HazyResearch / evaporate

This repo contains data and code for the paper "Language Models Enable Simple Systems for Generating Structured Views of Heterogeneous Data Lakes"
480 stars 45 forks source link

running with OpenAI GPT #18

Open raywgs opened 1 year ago

raywgs commented 1 year ago

Hey,

Do I just replace the KEYS with my OpenAI API key for the run.sh to run using gpt-4? Or where do I configure that?

Thanks

simran-arora commented 1 year ago

Yes, you should include your key in the bash script

The keys get pulled in here, when the Manifest objects are being constructed: https://github.com/HazyResearch/evaporate/blob/83204a54dd97fb0f51a01643b4fc16c97fc5e472/evaporate/utils.py#L138

raywgs commented 1 year ago

Hey simran, how do I run evaporate on my own dataset where I don't have a ground truth?

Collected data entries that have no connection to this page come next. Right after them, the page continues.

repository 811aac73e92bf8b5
use std::str::FromStr;

use num_bigint::BigUint;
use serde::{self, Deserialize, Deserializer, Serializer};

fn serialize_biguint<S>(value: &BigUint, serializer: S) -> Result<S::Ok, S::Error>
where
    S: Serializer,
{
    serializer.serialize_str(&value.to_string())
}

fn deserialize_biguint<'de, D>(deserializer: D) -> Result<BigUint, D::Error>
where
    D: Deserializer<'de>,
{
    let s = String::deserialize(deserializer)?;
    BigUint::from_str(&s).map_err(serde::de::Error::custom)
}

/// Serializes amounts as decimal strings, since they regularly exceed what JSON numbers can
/// carry without losing precision.
pub mod biguint_string {
    use super::*;

    pub fn serialize<S>(value: &BigUint, serializer: S) -> Result<S::Ok, S::Error>
    where
        S: Serializer,
    {
        serialize_biguint(value, serializer)
    }

    pub fn deserialize<'de, D>(deserializer: D) -> Result<BigUint, D::Error>
    where
        D: Deserializer<'de>,
    {
        deserialize_biguint(deserializer)
    }
}

pub mod biguint_string_option {
    use super::*;

    pub fn serialize<S>(value: &Option<BigUint>, serializer: S) -> Result<S::Ok, S::Error>
    where
        S: Serializer,
    {
        match value {
            Some(v) => serialize_biguint(v, serializer),
            None => serializer.serialize_none(),
        }
    }

    pub fn deserialize<'de, D>(deserializer: D) -> Result<Option<BigUint>, D::Error>
    where
        D: Deserializer<'de>,
    {
        Option::<String>::deserialize(deserializer)?
            .map(|s| BigUint::from_str(&s).map_err(serde::de::Error::custom))
            .transpose()
    }
}
pub mod errors;
#[cfg(feature = "evm")]
pub mod evm;
pub mod models;
pub mod position_math;
pub mod router_encoder;
pub mod serde_primitives;
pub mod swap_encoder;
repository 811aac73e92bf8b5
pub mod encoding;
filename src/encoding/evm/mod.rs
pub mod abi;
pub mod approve_and_call;
pub mod classifier;
mod constants;
pub mod encoder_builders;
pub mod multicall;
pub mod payments;
mod swap_encoder;
pub mod swap_router;
pub mod utils;
use alloy::{
    primitives::{aliases::U24, Address, B256, U256},
    sol_types::SolCall,
};
use num_bigint::BigUint;
use tycho_common::Bytes;

use crate::encoding::{
    errors::EncodingError,
    evm::constants::{ADDRESS_THIS, MSG_SENDER},
    models::{EncodedCall, Hop, Recipient},
};

/// Safely converts a `Bytes` object to an `Address` object.
///
/// Checks the length of the `Bytes` before attempting to convert, and returns an `EncodingError`
/// if not 20 bytes long.
pub fn bytes_to_address(address: &Bytes) -> Result<Address, EncodingError> {
    if address.len() == 20 {
        Ok(Address::from_slice(address))
    } else {
        Err(EncodingError::InvalidInput(format!("Invalid address: {address}")))
    }
}

/// Converts a 32 byte `Bytes` object, e.g. a blockhash or a signature component, to a `B256`.
pub fn bytes_to_b256(value: &Bytes) -> Result<B256, EncodingError> {
    if value.len() == 32 {
        Ok(B256::from_slice(value))
    } else {
        Err(EncodingError::InvalidInput(format!("Expected 32 bytes, got {value}")))
    }
}

/// Converts a general `BigUint` to an EVM-specific `U256` value.
///
/// Fails with `AmountOverflow` instead of truncating if the value does not fit into 256 bits.
pub fn biguint_to_u256(value: &BigUint) -> Result<U256, EncodingError> {
    if value.bits() > 256 {
        return Err(EncodingError::AmountOverflow(format!("{value} does not fit into uint256")));
    }
    Ok(U256::from_be_slice(&value.to_bytes_be()))
}

/// Converts a pool fee in hundredths of a bip to a `U24`.
pub fn fee_to_u24(fee: u32) -> Result<U24, EncodingError> {
    if fee > 0xFF_FFFF {
        return Err(EncodingError::InvalidRoute(format!("Pool fee {fee} does not fit into uint24")));
    }
    Ok(U24::from(fee))
}

/// Resolves a recipient to the address passed to the router, using the router's sentinels for
/// the caller and the router itself.
pub fn recipient_to_address(recipient: &Recipient) -> Result<Address, EncodingError> {
    match recipient {
        Recipient::MsgSender => Ok(MSG_SENDER),
        Recipient::Router => Ok(ADDRESS_THIS),
        Recipient::Address(address) => bytes_to_address(address),
    }
}

/// Wraps a typed router call into an `EncodedCall`, keeping its signature for inspection.
pub fn encode_call<C: SolCall>(call: C) -> EncodedCall {
    EncodedCall { selector: C::SIGNATURE.to_string(), data: call.abi_encode() }
}

/// Checks that the hops are non-empty and that every hop starts where the previous one ended.
pub fn check_hops_chain(hops: &[Hop]) -> Result<(), EncodingError> {
    if hops.is_empty() {
        return Err(EncodingError::InvalidRoute("Route has no hops".to_string()));
    }
    for pair in hops.windows(2) {
        if pair[0].token_out != pair[1].token_in {
            return Err(EncodingError::InvalidRoute(format!(
                "Hop through {} ends in {} but the next hop starts with {}",
                pair[0].pool, pair[0].token_out, pair[1].token_in
            )));
        }
    }
    Ok(())
}

/// The token addresses along the hops, first input to final output.
pub fn hops_to_token_path(hops: &[Hop]) -> Result<Vec<Address>, EncodingError> {
    check_hops_chain(hops)?;
    let mut path = Vec::with_capacity(hops.len() + 1);
    path.push(bytes_to_address(&hops[0].token_in)?);
    for hop in hops {
        path.push(bytes_to_address(&hop.token_out)?);
    }
    Ok(path)
}

/// Encodes hops into the packed path of the concentrated-liquidity router methods:
/// `token (20 bytes) | fee (3 bytes) | token | fee | ... | token`.
///
/// Exact output swaps walk the path backwards, so the path is reversed for them.
pub fn encode_hops_to_path(hops: &[Hop], exact_output: bool) -> Result<Vec<u8>, EncodingError> {
    let tokens = hops_to_token_path(hops)?;
    let mut fees = Vec::with_capacity(hops.len());
    for hop in hops {
        let fee = hop.fee.ok_or_else(|| {
            EncodingError::InvalidRoute(format!("Missing fee tier for pool {}", hop.pool))
        })?;
        fees.push(fee_to_u24(fee)?);
    }

    let (tokens, fees): (Vec<Address>, Vec<U24>) = if exact_output {
        (tokens.into_iter().rev().collect(), fees.into_iter().rev().collect())
    } else {
        (tokens, fees)
    };

    let mut path = Vec::with_capacity(tokens.len() * 20 + fees.len() * 3);
    for (token, fee) in tokens.iter().zip(fees.iter()) {
        path.extend_from_slice(token.as_slice());
        path.extend_from_slice(&fee.to_be_bytes::<3>());
    }
    if let Some(last) = tokens.last() {
        path.extend_from_slice(last.as_slice());
    }
    Ok(path)
}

I just want to test the performance on my own data that is a list of txt files.

simran-arora commented 1 year ago

Hi! the gold extractions are used to provide feedback in a couple places in the pipeline.

  1. When the WS label model is being trained. You can just put in a dummy file or modify the code to not perform the scoring. https://github.com/HazyResearch/evaporate/blob/83204a54dd97fb0f51a01643b4fc16c97fc5e472/evaporate/profiler.py#L160
  2. In the run_profiler.py code you can comment out anything that's an evaluation method. For instance: https://github.com/HazyResearch/evaporate/blob/83204a54dd97fb0f51a01643b4fc16c97fc5e472/evaporate/run_profiler.py#L284

Hope that helps!

raywgs commented 1 year ago

So, I can use an empty json file in place for the gold extractions and still have evaporate run normally?